*What you are asked to do*: From the first line to the last, repeat the data below exactly.

[Stored data]
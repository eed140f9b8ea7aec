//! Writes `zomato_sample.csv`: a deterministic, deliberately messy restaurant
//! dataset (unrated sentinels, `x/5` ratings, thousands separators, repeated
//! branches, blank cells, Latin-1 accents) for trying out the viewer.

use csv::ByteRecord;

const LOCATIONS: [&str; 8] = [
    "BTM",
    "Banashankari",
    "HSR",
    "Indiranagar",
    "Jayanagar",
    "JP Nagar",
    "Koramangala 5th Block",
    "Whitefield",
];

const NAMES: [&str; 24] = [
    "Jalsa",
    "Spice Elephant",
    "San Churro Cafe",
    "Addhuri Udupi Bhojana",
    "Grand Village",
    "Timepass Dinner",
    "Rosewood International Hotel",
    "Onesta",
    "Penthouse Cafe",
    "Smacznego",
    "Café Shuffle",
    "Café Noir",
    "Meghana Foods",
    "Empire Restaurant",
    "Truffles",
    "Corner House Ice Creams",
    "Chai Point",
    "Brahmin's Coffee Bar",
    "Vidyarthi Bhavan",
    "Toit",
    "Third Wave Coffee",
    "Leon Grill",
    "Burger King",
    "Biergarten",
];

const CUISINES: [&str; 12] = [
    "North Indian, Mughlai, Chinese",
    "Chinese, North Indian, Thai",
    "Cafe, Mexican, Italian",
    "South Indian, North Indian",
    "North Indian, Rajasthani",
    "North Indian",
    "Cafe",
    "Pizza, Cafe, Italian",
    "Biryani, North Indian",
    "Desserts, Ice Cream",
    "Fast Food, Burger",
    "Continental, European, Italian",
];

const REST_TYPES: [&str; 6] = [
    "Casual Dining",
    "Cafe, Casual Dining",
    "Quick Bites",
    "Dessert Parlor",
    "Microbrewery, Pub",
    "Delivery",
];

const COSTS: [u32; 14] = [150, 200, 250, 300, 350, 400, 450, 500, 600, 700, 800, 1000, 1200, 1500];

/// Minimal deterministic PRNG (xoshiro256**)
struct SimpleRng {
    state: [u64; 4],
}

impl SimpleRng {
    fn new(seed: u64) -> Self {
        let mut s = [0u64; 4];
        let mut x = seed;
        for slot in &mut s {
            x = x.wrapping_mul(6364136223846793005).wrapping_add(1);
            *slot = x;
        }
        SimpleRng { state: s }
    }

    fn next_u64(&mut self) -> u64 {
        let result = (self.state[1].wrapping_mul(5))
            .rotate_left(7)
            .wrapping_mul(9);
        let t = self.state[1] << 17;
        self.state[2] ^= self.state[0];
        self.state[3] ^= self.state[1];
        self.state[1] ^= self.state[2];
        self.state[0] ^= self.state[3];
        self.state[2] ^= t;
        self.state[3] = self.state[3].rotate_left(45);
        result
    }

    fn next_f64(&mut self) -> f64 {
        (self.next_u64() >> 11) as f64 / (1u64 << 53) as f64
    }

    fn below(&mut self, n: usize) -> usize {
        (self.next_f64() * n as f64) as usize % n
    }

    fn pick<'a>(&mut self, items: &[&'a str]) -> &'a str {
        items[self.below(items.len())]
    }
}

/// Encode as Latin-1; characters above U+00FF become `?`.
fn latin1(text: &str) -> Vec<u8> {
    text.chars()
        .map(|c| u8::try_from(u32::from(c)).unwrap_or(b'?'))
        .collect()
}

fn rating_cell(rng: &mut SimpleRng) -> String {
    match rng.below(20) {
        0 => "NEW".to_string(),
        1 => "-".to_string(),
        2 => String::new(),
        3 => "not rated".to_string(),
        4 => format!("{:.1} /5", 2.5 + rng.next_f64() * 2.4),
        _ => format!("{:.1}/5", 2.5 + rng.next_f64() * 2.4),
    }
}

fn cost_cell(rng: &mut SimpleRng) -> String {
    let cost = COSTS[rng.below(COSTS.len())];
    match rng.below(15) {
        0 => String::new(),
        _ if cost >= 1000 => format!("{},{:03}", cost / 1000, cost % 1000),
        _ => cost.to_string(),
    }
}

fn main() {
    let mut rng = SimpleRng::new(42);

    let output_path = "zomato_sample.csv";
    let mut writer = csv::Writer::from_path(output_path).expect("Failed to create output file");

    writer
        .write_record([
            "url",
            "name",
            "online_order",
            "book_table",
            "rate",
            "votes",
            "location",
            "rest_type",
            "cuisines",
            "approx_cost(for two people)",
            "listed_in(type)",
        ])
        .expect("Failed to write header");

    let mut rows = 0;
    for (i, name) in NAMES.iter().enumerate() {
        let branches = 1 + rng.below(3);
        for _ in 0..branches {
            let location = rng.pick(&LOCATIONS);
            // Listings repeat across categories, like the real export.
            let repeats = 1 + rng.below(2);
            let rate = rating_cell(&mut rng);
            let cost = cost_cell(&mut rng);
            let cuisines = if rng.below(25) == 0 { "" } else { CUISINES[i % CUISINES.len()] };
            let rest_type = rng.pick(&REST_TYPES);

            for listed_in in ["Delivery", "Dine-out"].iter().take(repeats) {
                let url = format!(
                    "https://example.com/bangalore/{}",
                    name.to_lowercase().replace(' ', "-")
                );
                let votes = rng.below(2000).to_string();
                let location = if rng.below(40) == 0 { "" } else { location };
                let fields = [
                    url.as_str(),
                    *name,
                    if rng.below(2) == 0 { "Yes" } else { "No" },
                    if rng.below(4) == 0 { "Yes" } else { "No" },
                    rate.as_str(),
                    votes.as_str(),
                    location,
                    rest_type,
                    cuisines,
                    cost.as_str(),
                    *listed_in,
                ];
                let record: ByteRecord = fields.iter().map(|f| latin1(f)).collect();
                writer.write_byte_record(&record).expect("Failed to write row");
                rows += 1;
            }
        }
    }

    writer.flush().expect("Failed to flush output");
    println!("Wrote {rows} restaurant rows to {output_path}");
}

*Task solution*:
repository eed140f9b8ea7aec
//! Writes `zomato_sample.csv`: a deterministic, deliberately messy restaurant
//! dataset (unrated sentinels, `x/5` ratings, thousands separators, repeated
//! branches, blank cells, Latin-1 accents) for trying out the viewer.

use csv::ByteRecord;

const LOCATIONS: [&str; 8] = [
    "BTM",
    "Banashankari",
    "HSR",
    "Indiranagar",
    "Jayanagar",
    "JP Nagar",
    "Koramangala 5th Block",
    "Whitefield",
];

const NAMES: [&str; 24] = [
    "Jalsa",
    "Spice Elephant",
    "San Churro Cafe",
    "Addhuri Udupi Bhojana",
    "Grand Village",
    "Timepass Dinner",
    "Rosewood International Hotel",
    "Onesta",
    "Penthouse Cafe",
    "Smacznego",
    "Café Shuffle",
    "Café Noir",
    "Meghana Foods",
    "Empire Restaurant",
    "Truffles",
    "Corner House Ice Creams",
    "Chai Point",
    "Brahmin's Coffee Bar",
    "Vidyarthi Bhavan",
    "Toit",
    "Third Wave Coffee",
    "Leon Grill",
    "Burger King",
    "Biergarten",
];

const CUISINES: [&str; 12] = [
    "North Indian, Mughlai, Chinese",
    "Chinese, North Indian, Thai",
    "Cafe, Mexican, Italian",
    "South Indian, North Indian",
    "North Indian, Rajasthani",
    "North Indian",
    "Cafe",
    "Pizza, Cafe, Italian",
    "Biryani, North Indian",
    "Desserts, Ice Cream",
    "Fast Food, Burger",
    "Continental, European, Italian",
];

const REST_TYPES: [&str; 6] = [
    "Casual Dining",
    "Cafe, Casual Dining",
    "Quick Bites",
    "Dessert Parlor",
    "Microbrewery, Pub",
    "Delivery",
];

const COSTS: [u32; 14] = [150, 200, 250, 300, 350, 400, 450, 500, 600, 700, 800, 1000, 1200, 1500];

/// Minimal deterministic PRNG (xoshiro256**)
struct SimpleRng {
    state: [u64; 4],
}

impl SimpleRng {
    fn new(seed: u64) -> Self {
        let mut s = [0u64; 4];
        let mut x = seed;
        for slot in &mut s {
            x = x.wrapping_mul(6364136223846793005).wrapping_add(1);
            *slot = x;
        }
        SimpleRng { state: s }
    }

    fn next_u64(&mut self) -> u64 {
        let result = (self.state[1].wrapping_mul(5))
            .rotate_left(7)
            .wrapping_mul(9);
        let t = self.state[1] << 17;
        self.state[2] ^= self.state[0];
        self.state[3] ^= self.state[1];
        self.state[1] ^= self.state[2];
        self.state[0] ^= self.state[3];
        self.state[2] ^= t;
        self.state[3] = self.state[3].rotate_left(45);
        result
    }

    fn next_f64(&mut self) -> f64 {
        (self.next_u64() >> 11) as f64 / (1u64 << 53) as f64
    }

    fn below(&mut self, n: usize) -> usize {
        (self.next_f64() * n as f64) as usize % n
    }

    fn pick<'a>(&mut self, items: &[&'a str]) -> &'a str {
        items[self.below(items.len())]
    }
}

/// Encode as Latin-1; characters above U+00FF become `?`.
fn latin1(text: &str) -> Vec<u8> {
    text.chars()
        .map(|c| u8::try_from(u32::from(c)).unwrap_or(b'?'))
        .collect()
}

fn rating_cell(rng: &mut SimpleRng) -> String {
    match rng.below(20) {
        0 => "NEW".to_string(),
        1 => "-".to_string(),
        2 => String::new(),
        3 => "not rated".to_string(),
        4 => format!("{:.1} /5", 2.5 + rng.next_f64() * 2.4),
        _ => format!("{:.1}/5", 2.5 + rng.next_f64() * 2.4),
    }
}

fn cost_cell(rng: &mut SimpleRng) -> String {
    let cost = COSTS[rng.below(COSTS.len())];
    match rng.below(15) {
        0 => String::new(),
        _ if cost >= 1000 => format!("{},{:03}", cost / 1000, cost % 1000),
        _ => cost.to_string(),
    }
}

fn main() {
    let mut rng = SimpleRng::new(42);

    let output_path = "zomato_sample.csv";
    let mut writer = csv::Writer::from_path(output_path).expect("Failed to create output file");

    writer
        .write_record([
            "url",
            "name",
            "online_order",
            "book_table",
            "rate",
            "votes",
            "location",
            "rest_type",
            "cuisines",
            "approx_cost(for two people)",
            "listed_in(type)",
        ])
        .expect("Failed to write header");

    let mut rows = 0;
    for (i, name) in NAMES.iter().enumerate() {
        let branches = 1 + rng.below(3);
        for _ in 0..branches {
            let location = rng.pick(&LOCATIONS);
            // Listings repeat across categories, like the real export.
            let repeats = 1 + rng.below(2);
            let rate = rating_cell(&mut rng);
            let cost = cost_cell(&mut rng);
            let cuisines = if rng.below(25) == 0 { "" } else { CUISINES[i % CUISINES.len()] };
            let rest_type = rng.pick(&REST_TYPES);

            for listed_in in ["Delivery", "Dine-out"].iter().take(repeats) {
                let url = format!(
                    "https://example.com/bangalore/{}",
                    name.to_lowercase().replace(' ', "-")
                );
                let votes = rng.below(2000).to_string();
                let location = if rng.below(40) == 0 { "" } else { location };
                let fields = [
                    url.as_str(),
                    *name,
                    if rng.below(2) == 0 { "Yes" } else { "No" },
                    if rng.below(4) == 0 { "Yes" } else { "No" },
                    rate.as_str(),
                    votes.as_str(),
                    location,
                    rest_type,
                    cuisines,
                    cost.as_str(),
                    *listed_in,
                ];
                let record: ByteRecord = fields.iter().map(|f| latin1(f)).collect();
                writer.write_byte_record(&record).expect("Failed to write row");
                rows += 1;
            }
        }
    }

    writer.flush().expect("Failed to flush output");
    println!("Wrote {rows} restaurant rows to {output_path}");
}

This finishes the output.